Continuation of front page (72) Inventor Jun Mori 1-4-1 Chuo, Wako-shi, Saitama

Claims (4)

[Claims] A piston having a damping mechanism capable of generating a damping force due to a fluid resistance of the working oil, the piston being slidably disposed in the cylinder; One end of the cylinder is connected to the piston, and the other end is provided outside the cylinder, and a friction generating device is provided which can generate a frictional force between the cylinder and the piston rod as the cylinder and the piston rod move relative to each other. In the vehicle hydraulic shock absorber, the friction generator includes an electromagnetic coil and a magnetized attraction member disposed on the piston rod side, and the electromagnetic coil is wound parallel to an axis of the cylinder. It has an axis and can generate magnetic flux when energized,
The magnetized attracting member is disposed on the magnetic body on the piston rod side, and is disposed on both sides of the electromagnetic coil. The magnetized magnetic member is magnetized by magnetic flux from the electromagnetic coil and is attracted to the cylinder inner peripheral surface. A hydraulic shock absorber for a vehicle, which is capable of generating a frictional force with respect to a surface and is provided on the non-magnetic member on the piston rod side. 2. A piston having a damping mechanism capable of generating a damping force due to fluid resistance of the working oil, the piston being slidably disposed in the cylinder, and having a piston rod. One end of the cylinder is connected to the piston, and the other end is provided outside the cylinder, and a friction generating device is provided which can generate a frictional force between the cylinder and the piston rod as the cylinder and the piston rod move relative to each other. In the vehicle hydraulic shock absorber, the friction generator includes an electromagnetic coil and a magnetized attraction member disposed on the piston rod side, and the electromagnetic coil is wound parallel to an axis of the cylinder. It has an axis and can generate a magnetic flux when energized.

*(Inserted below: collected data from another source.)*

//! Subscriber setup for binaries and tests that embed the journal

use tracing_subscriber::{EnvFilter, fmt, prelude::*};

/// Default filter when `RUST_LOG` is unset
pub const DEFAULT_FILTER: &str = "info";

/// Install a compact stderr subscriber filtered by `RUST_LOG`.
///
/// Safe to call more than once; later calls leave the installed
/// subscriber alone.
pub fn init() -> Result<(), Box<dyn std::error::Error + Send + Sync>> {
    if tracing::dispatcher::has_been_set() {
        return Ok(());
    }

    let filter = EnvFilter::try_from_default_env().or_else(|_| EnvFilter::try_new(DEFAULT_FILTER))?;
    let output = fmt::layer()
        .with_writer(std::io::stderr)
        .with_target(true)
        .compact();

    tracing_subscriber::registry()
        .with(filter)
        .with(output)
        .try_init()?;
    Ok(())
}
//! Persistent event store
//!
//! The store is a versioned TOML document with one `events` table keyed by
//! event id. It is rewritten atomically after every mutation so a crash
//! never leaves a half-written store behind.

use std::collections::BTreeMap;
use std::path::{Path, PathBuf};

use chrono::{DateTime, Utc};
use hostguard_fs::io;
use serde::{Deserialize, Serialize};
use tracing::{debug, warn};

use crate::error::{JournalError, Result};
use crate::event::{ChangeEvent, EventId, PolicyId};

const STORE_VERSION: &str = "1.0";

/// An event together with the time it was recorded
#[derive(Debug, Clone, PartialEq, Eq, Serialize, Deserialize)]
pub struct EventRecord {
    pub recorded: DateTime<Utc>,
    pub event: ChangeEvent,
}

#[derive(Debug, Serialize, Deserialize)]
struct StoreDocument {
    version: String,
    #[serde(default)]
    events: BTreeMap<EventId, EventRecord>,
}

impl Default for StoreDocument {
    fn default() -> Self {
        Self {
            version: STORE_VERSION.to_string(),
            events: BTreeMap::new(),
        }
    }
}

/// Events keyed by id, in ascending id order
#[derive(Debug)]
pub struct EventStore {
    path: PathBuf,
    doc: StoreDocument,
}

impl EventStore {
    /// Open the store at `path`, starting empty if it does not exist.
    ///
    /// A store that cannot be parsed is moved aside to `<file>.old` and a
    /// fresh store is started in its place.
    pub fn open(path: &Path) -> Result<Self> {
        let doc = match io::read_text(path) {
            Ok(content) => match toml::from_str::<StoreDocument>(&content) {
                Ok(doc) => doc,
                Err(e) => {
                    let aside = hostguard_fs::append_suffix(path, ".old");
                    warn!(
                        path = %path.display(),
                        error = %e,
                        "Event store is unreadable, moving it to {}",
                        aside.display()
                    );
                    std::fs::rename(path, &aside)
                        .map_err(|e| hostguard_fs::Error::io(path, e))?;
                    StoreDocument::default()
                }
            },
            Err(e) if e.is_not_found() => StoreDocument::default(),
            Err(e) => return Err(e.into()),
        };

        debug!(path = %path.display(), events = doc.events.len(), "Opened event store");

        Ok(Self {
            path: path.to_path_buf(),
            doc,
        })
    }

    pub fn path(&self) -> &Path {
        &self.path
    }

    pub fn len(&self) -> usize {
        self.doc.events.len()
    }

    pub fn is_empty(&self) -> bool {
        self.doc.events.is_empty()
    }

    pub fn get(&self, id: &str) -> Option<&EventRecord> {
        self.doc.events.get(id)
    }

    /// Insert an event and persist the store.
    ///
    /// Returns `false` when the identical event is already stored under the
    /// id; a different event under an existing id is an error. The event is
    /// only kept in memory once it has been persisted.
    pub fn insert(&mut self, id: EventId, event: ChangeEvent) -> Result<bool> {
        if let Some(existing) = self.doc.events.get(id.as_str()) {
            if existing.event == event {
                return Ok(false);
            }
            return Err(JournalError::DuplicateEvent {
                id: id.to_string(),
            });
        }

        self.doc.events.insert(
            id.clone(),
            EventRecord {
                recorded: Utc::now(),
                event,
            },
        );
        if let Err(e) = self.flush() {
            self.doc.events.remove(id.as_str());
            return Err(e);
        }
        Ok(true)
    }

    /// Remove an event and persist the store if it was present.
    ///
    /// The event stays in memory when the store cannot be written.
    pub fn remove(&mut self, id: &str) -> Result<Option<EventRecord>> {
        let Some((key, record)) = self.doc.events.remove_entry(id) else {
            return Ok(None);
        };
        if let Err(e) = self.flush() {
            self.doc.events.insert(key, record);
            return Err(e);
        }
        Ok(Some(record))
    }

    /// Ids belonging to `policy`, ascending
    pub fn ids_for_policy(&self, policy: PolicyId) -> Vec<EventId> {
        self.doc
            .events
            .keys()
            .filter(|id| id.belongs_to(policy))
            .cloned()
            .collect()
    }

    /// Write the store to disk atomically
    pub fn flush(&mut self) -> Result<()> {
        let content = toml::to_string_pretty(&self.doc).map_err(|e| JournalError::Store {
            path: self.path.clone(),
            message: e.to_string(),
        })?;
        io::write_atomic(&self.path, content.as_bytes())?;
        Ok(())
    }
}
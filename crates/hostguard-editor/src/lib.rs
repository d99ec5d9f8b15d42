//! Reversible configuration editing for hostguard
//!
//! A [`ConfigEditor`] compares one artifact against desired key/value data
//! and, when asked, corrects it:
//!
//! - text dialects (`openeq`, `closedeq`, `space`, `tagconf`) are parsed
//!   line by line and re-rendered with untouched lines kept byte-for-byte
//! - command-backed dialects (`defaults`, `plist`, `profiles`) query and
//!   change OS state through external tools
//!
//! Every committed change is recorded in a
//! [`ChangeJournal`](hostguard_journal::ChangeJournal) so it can be reverted.

pub mod data;
pub mod dialect;
pub mod dialects;
pub mod editor;
pub mod error;

pub use data::{
    Condition, DefaultsSetting, DesiredData, Intent, ProfileSetting, ProfileValueKind,
    Tolerance, Value,
};
pub use dialect::{DialectKind, Difference, Document, Line, TextDialect};
pub use dialects::{CommandBackedDialect, CommandPlan, PlanStep, Programs};
pub use editor::{ConfigEditor, EditorState};
pub use error::{EditorError, Result};
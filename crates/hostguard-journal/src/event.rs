//! Change events and their identifiers
//!
//! Every reversible mutation is recorded under an [`EventId`] of the form
//! `RRRRSSS`: a zero-padded four digit policy id followed by a zero-padded
//! three digit sequence number.

use std::borrow::Borrow;
use std::fmt;
use std::path::{Path, PathBuf};
use std::str::FromStr;

use hostguard_exec::CommandSpec;
use serde::{Deserialize, Serialize};

use crate::error::{JournalError, Result};

const POLICY_DIGITS: usize = 4;
const SEQUENCE_DIGITS: usize = 3;
const MAX_POLICY: u16 = 9999;
const MAX_SEQUENCE: u16 = 999;

/// Numeric policy identifier, rendered zero-padded to four digits
#[derive(Debug, Clone, Copy, PartialEq, Eq, PartialOrd, Ord, Hash)]
pub struct PolicyId(u16);

impl PolicyId {
    pub fn new(id: u16) -> Result<Self> {
        if id > MAX_POLICY {
            return Err(JournalError::MalformedPolicy { id: id.to_string() });
        }
        Ok(Self(id))
    }

    pub fn value(self) -> u16 {
        self.0
    }
}

impl fmt::Display for PolicyId {
    fn fmt(&self, f: &mut fmt::Formatter<'_>) -> fmt::Result {
        write!(f, "{:04}", self.0)
    }
}

/// A policy id as handed in by a caller, either numeric or pre-formatted
#[derive(Debug, Clone, PartialEq, Eq)]
pub enum PolicyRef {
    Number(i64),
    Text(String),
}

impl From<i32> for PolicyRef {
    fn from(id: i32) -> Self {
        Self::Number(i64::from(id))
    }
}

impl From<i64> for PolicyRef {
    fn from(id: i64) -> Self {
        Self::Number(id)
    }
}

impl From<u32> for PolicyRef {
    fn from(id: u32) -> Self {
        Self::Number(i64::from(id))
    }
}

impl From<u16> for PolicyRef {
    fn from(id: u16) -> Self {
        Self::Number(i64::from(id))
    }
}

impl From<&str> for PolicyRef {
    fn from(id: &str) -> Self {
        Self::Text(id.to_string())
    }
}

impl From<&String> for PolicyRef {
    fn from(id: &String) -> Self {
        Self::Text(id.clone())
    }
}

impl From<String> for PolicyRef {
    fn from(id: String) -> Self {
        Self::Text(id)
    }
}

impl From<PolicyId> for PolicyRef {
    fn from(id: PolicyId) -> Self {
        Self::Number(i64::from(id.0))
    }
}

impl TryFrom<PolicyRef> for PolicyId {
    type Error = JournalError;

    fn try_from(value: PolicyRef) -> Result<Self> {
        match value {
            PolicyRef::Number(n) => u16::try_from(n)
                .ok()
                .filter(|n| *n <= MAX_POLICY)
                .map(PolicyId)
                .ok_or(JournalError::MalformedPolicy { id: n.to_string() }),
            PolicyRef::Text(text) => {
                let trimmed = text.trim();
                let valid = !trimmed.is_empty()
                    && trimmed.len() <= POLICY_DIGITS
                    && trimmed.bytes().all(|b| b.is_ascii_digit());
                if !valid {
                    return Err(JournalError::MalformedPolicy { id: text });
                }
                trimmed
                    .parse::<u16>()
                    .map(PolicyId)
                    .map_err(|_| JournalError::MalformedPolicy { id: text.clone() })
            }
        }
    }
}

/// Identifier of one recorded change, `RRRRSSS`
#[derive(Debug, Clone, PartialEq, Eq, PartialOrd, Ord, Hash, Serialize, Deserialize)]
#[serde(try_from = "String", into = "String")]
pub struct EventId(String);

impl EventId {
    /// Build an id from a policy and a sequence number in `1..=999`
    pub fn new(policy: PolicyId, sequence: u16) -> Result<Self> {
        if sequence == 0 {
            return Err(JournalError::MalformedId {
                id: format!("{policy}000"),
                reason: "sequence numbers start at 1".to_string(),
            });
        }
        if sequence > MAX_SEQUENCE {
            return Err(JournalError::SequenceExhausted {
                policy: policy.to_string(),
            });
        }
        Ok(Self(format!("{policy}{sequence:03}")))
    }

    /// Parse exactly seven ASCII digits
    pub fn parse(id: &str) -> Result<Self> {
        if id.len() != POLICY_DIGITS + SEQUENCE_DIGITS {
            return Err(JournalError::MalformedId {
                id: id.to_string(),
                reason: format!("expected {} digits", POLICY_DIGITS + SEQUENCE_DIGITS),
            });
        }
        if !id.bytes().all(|b| b.is_ascii_digit()) {
            return Err(JournalError::MalformedId {
                id: id.to_string(),
                reason: "only ASCII digits are allowed".to_string(),
            });
        }
        Ok(Self(id.to_string()))
    }

    pub fn as_str(&self) -> &str {
        &self.0
    }

    pub fn policy(&self) -> PolicyId {
        // Digits were validated on construction
        PolicyId(self.0[..POLICY_DIGITS].parse().unwrap_or_default())
    }

    pub fn sequence(&self) -> u16 {
        self.0[POLICY_DIGITS..].parse().unwrap_or_default()
    }

    pub fn belongs_to(&self, policy: PolicyId) -> bool {
        self.policy() == policy
    }
}

impl fmt::Display for EventId {
    fn fmt(&self, f: &mut fmt::Formatter<'_>) -> fmt::Result {
        f.write_str(&self.0)
    }
}

impl FromStr for EventId {
    type Err = JournalError;

    fn from_str(s: &str) -> Result<Self> {
        Self::parse(s)
    }
}

impl TryFrom<String> for EventId {
    type Error = JournalError;

    fn try_from(value: String) -> Result<Self> {
        Self::parse(&value)
    }
}

impl From<EventId> for String {
    fn from(id: EventId) -> Self {
        id.0
    }
}

impl AsRef<str> for EventId {
    fn as_ref(&self) -> &str {
        &self.0
    }
}

impl Borrow<str> for EventId {
    fn borrow(&self) -> &str {
        &self.0
    }
}

/// Issues ascending event ids for one policy run
#[derive(Debug, Clone)]
pub struct EventIdAllocator {
    policy: PolicyId,
    next: u16,
}

impl EventIdAllocator {
    pub fn new(policy: impl Into<PolicyRef>) -> Result<Self> {
        Ok(Self {
            policy: PolicyId::try_from(policy.into())?,
            next: 1,
        })
    }

    pub fn policy(&self) -> PolicyId {
        self.policy
    }

    /// Next id in sequence, failing once `999` has been issued
    #[allow(clippy::should_implement_trait)]
    pub fn next(&mut self) -> Result<EventId> {
        let id = EventId::new(self.policy, self.next)?;
        self.next += 1;
        Ok(id)
    }
}

/// `[uid, gid, mode]` of a filesystem object
#[derive(Debug, Clone, Copy, PartialEq, Eq, Serialize, Deserialize)]
pub struct PermState(pub u32, pub u32, pub u32);

impl PermState {
    pub fn uid(&self) -> u32 {
        self.0
    }

    pub fn gid(&self) -> u32 {
        self.1
    }

    pub fn mode(&self) -> u32 {
        self.2
    }
}

#[derive(Debug, Clone, Copy, PartialEq, Eq, Serialize, Deserialize)]
#[serde(rename_all = "snake_case")]
pub enum PkgState {
    Installed,
    Removed,
}

#[derive(Debug, Clone, Copy, PartialEq, Eq, Serialize, Deserialize)]
#[serde(rename_all = "snake_case")]
pub enum ServiceState {
    Enabled,
    Disabled,
}

/// One reversible mutation
#[derive(Debug, Clone, PartialEq, Eq, Serialize, Deserialize)]
#[serde(tag = "kind", rename_all = "snake_case")]
pub enum ChangeEvent {
    /// Content of an existing file was changed; reverted through its patch
    Conf { filepath: PathBuf },
    /// A file that did not exist was created
    Creation { filepath: PathBuf },
    /// A file was deleted after being archived
    Deletion { filepath: PathBuf },
    /// Ownership or mode bits changed
    Perm {
        filepath: PathBuf,
        startstate: PermState,
        endstate: PermState,
    },
    /// A state-setting command ran; `command` undoes it
    Command { command: CommandSpec },
    Pkg {
        pkgname: String,
        startstate: PkgState,
        endstate: PkgState,
    },
    Service {
        servicename: String,
        startstate: ServiceState,
        endstate: ServiceState,
    },
}

impl ChangeEvent {
    pub fn kind(&self) -> &'static str {
        match self {
            Self::Conf { .. } => "conf",
            Self::Creation { .. } => "creation",
            Self::Deletion { .. } => "deletion",
            Self::Perm { .. } => "perm",
            Self::Command { .. } => "command",
            Self::Pkg { .. } => "pkg",
            Self::Service { .. } => "service",
        }
    }

    /// File the event refers to, if any
    pub fn filepath(&self) -> Option<&Path> {
        match self {
            Self::Conf { filepath }
            | Self::Creation { filepath }
            | Self::Deletion { filepath }
            | Self::Perm { filepath, .. } => Some(filepath),
            Self::Command { .. } | Self::Pkg { .. } | Self::Service { .. } => None,
        }
    }
}
//! Error types for hostguard-fs

use std::path::PathBuf;

pub type Result<T> = std::result::Result<T, Error>;

#[derive(Debug, thiserror::Error)]
pub enum Error {
    /// Any filesystem call that failed, with the path it was made on
    #[error("I/O failure on {path}: {source}")]
    Io {
        path: PathBuf,
        #[source]
        source: std::io::Error,
    },

    #[error("Failed to parse {format} settings at {path}: {message}")]
    ConfigParse {
        path: PathBuf,
        format: &'static str,
        message: String,
    },

    #[error("Unsupported settings format: {extension:?}")]
    UnsupportedFormat { extension: String },

    /// A path that cannot be placed below a mirror root
    #[error("Cannot mirror {path}: {reason}")]
    InvalidPath { path: PathBuf, reason: String },

    #[error("Could not lock {path}")]
    LockFailed { path: PathBuf },
}

impl Error {
    pub fn io(path: impl Into<PathBuf>, source: std::io::Error) -> Self {
        Self::Io {
            path: path.into(),
            source,
        }
    }

    /// True when the underlying cause is a missing file or directory
    pub fn is_not_found(&self) -> bool {
        matches!(self, Self::Io { source, .. } if source.kind() == std::io::ErrorKind::NotFound)
    }
}
//! Error types for command execution

/// Errors that can occur while running external commands
#[derive(Debug, thiserror::Error)]
pub enum ExecError {
    /// The command had no program to run
    #[error("Empty command")]
    EmptyCommand,

    /// The program could not be found on this host
    #[error("Program not found: {program}")]
    ProgramNotFound {
        /// Program that was requested
        program: String,
    },

    /// I/O error while spawning or waiting on the process
    #[error("I/O error running {program}: {source}")]
    Io {
        program: String,
        #[source]
        source: std::io::Error,
    },

    /// Subprocess exited with non-zero status
    #[error("Command failed (exit code {code}): {stderr}")]
    CommandFailed {
        /// Exit code from the subprocess
        code: i32,
        /// Captured stderr output
        stderr: String,
    },
}

/// Result type alias for command execution
pub type Result<T> = std::result::Result<T, ExecError>;
//! Settings files in TOML, JSON or YAML

use std::path::Path;

use serde::de::DeserializeOwned;

use crate::{Error, Result, io};

/// Serialization format of a settings file, chosen by extension
#[derive(Debug, Clone, Copy, PartialEq, Eq)]
pub enum ConfigFormat {
    Toml,
    Json,
    Yaml,
}

impl ConfigFormat {
    pub fn detect(path: &Path) -> Result<Self> {
        let extension = path
            .extension()
            .and_then(|e| e.to_str())
            .unwrap_or_default()
            .to_lowercase();
        match extension.as_str() {
            "toml" => Ok(Self::Toml),
            "json" => Ok(Self::Json),
            "yaml" | "yml" => Ok(Self::Yaml),
            _ => Err(Error::UnsupportedFormat { extension }),
        }
    }

    pub fn name(&self) -> &'static str {
        match self {
            Self::Toml => "TOML",
            Self::Json => "JSON",
            Self::Yaml => "YAML",
        }
    }

    /// Deserialize `content`; `path` is only used in the error
    pub fn parse<T: DeserializeOwned>(&self, content: &str, path: &Path) -> Result<T> {
        let parsed = match self {
            Self::Toml => toml::from_str(content).map_err(|e| e.to_string()),
            Self::Json => serde_json::from_str(content).map_err(|e| e.to_string()),
            Self::Yaml => serde_yaml::from_str(content).map_err(|e| e.to_string()),
        };
        parsed.map_err(|message| Error::ConfigParse {
            path: path.to_path_buf(),
            format: self.name(),
            message,
        })
    }
}

/// Read and deserialize a settings file
pub fn load_config<T: DeserializeOwned>(path: &Path) -> Result<T> {
    let format = ConfigFormat::detect(path)?;
    format.parse(&io::read_text(path)?, path)
}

The magnetized attracting members are arranged on both sides of the electromagnetic coil, and are magnetized by the magnetic flux from the electromagnetic coil. The friction generating device is capable of generating a frictional force between the cylinder and the inner peripheral surface of the cylinder. A hydraulic shock absorber for a vehicle, characterized in that the shock absorber is formed on a tapered surface inclined with respect to the vehicle. 3. An air gap formed between the electromagnetic coil of the friction generating device and the magnetized attracting member is adjustable by interposing a shim that allows the magnetized attracting member to approach or separate from the electromagnetic coil. The vehicle hydraulic shock absorber according to claim 1 or 2, wherein 4. The control device according to claim 1, wherein the control unit controls the energization of the electromagnetic coil of the friction generating device in accordance with an operation state of the vehicle based on output signals from various sensors. The vehicle hydraulic shock absorber according to any one of the above.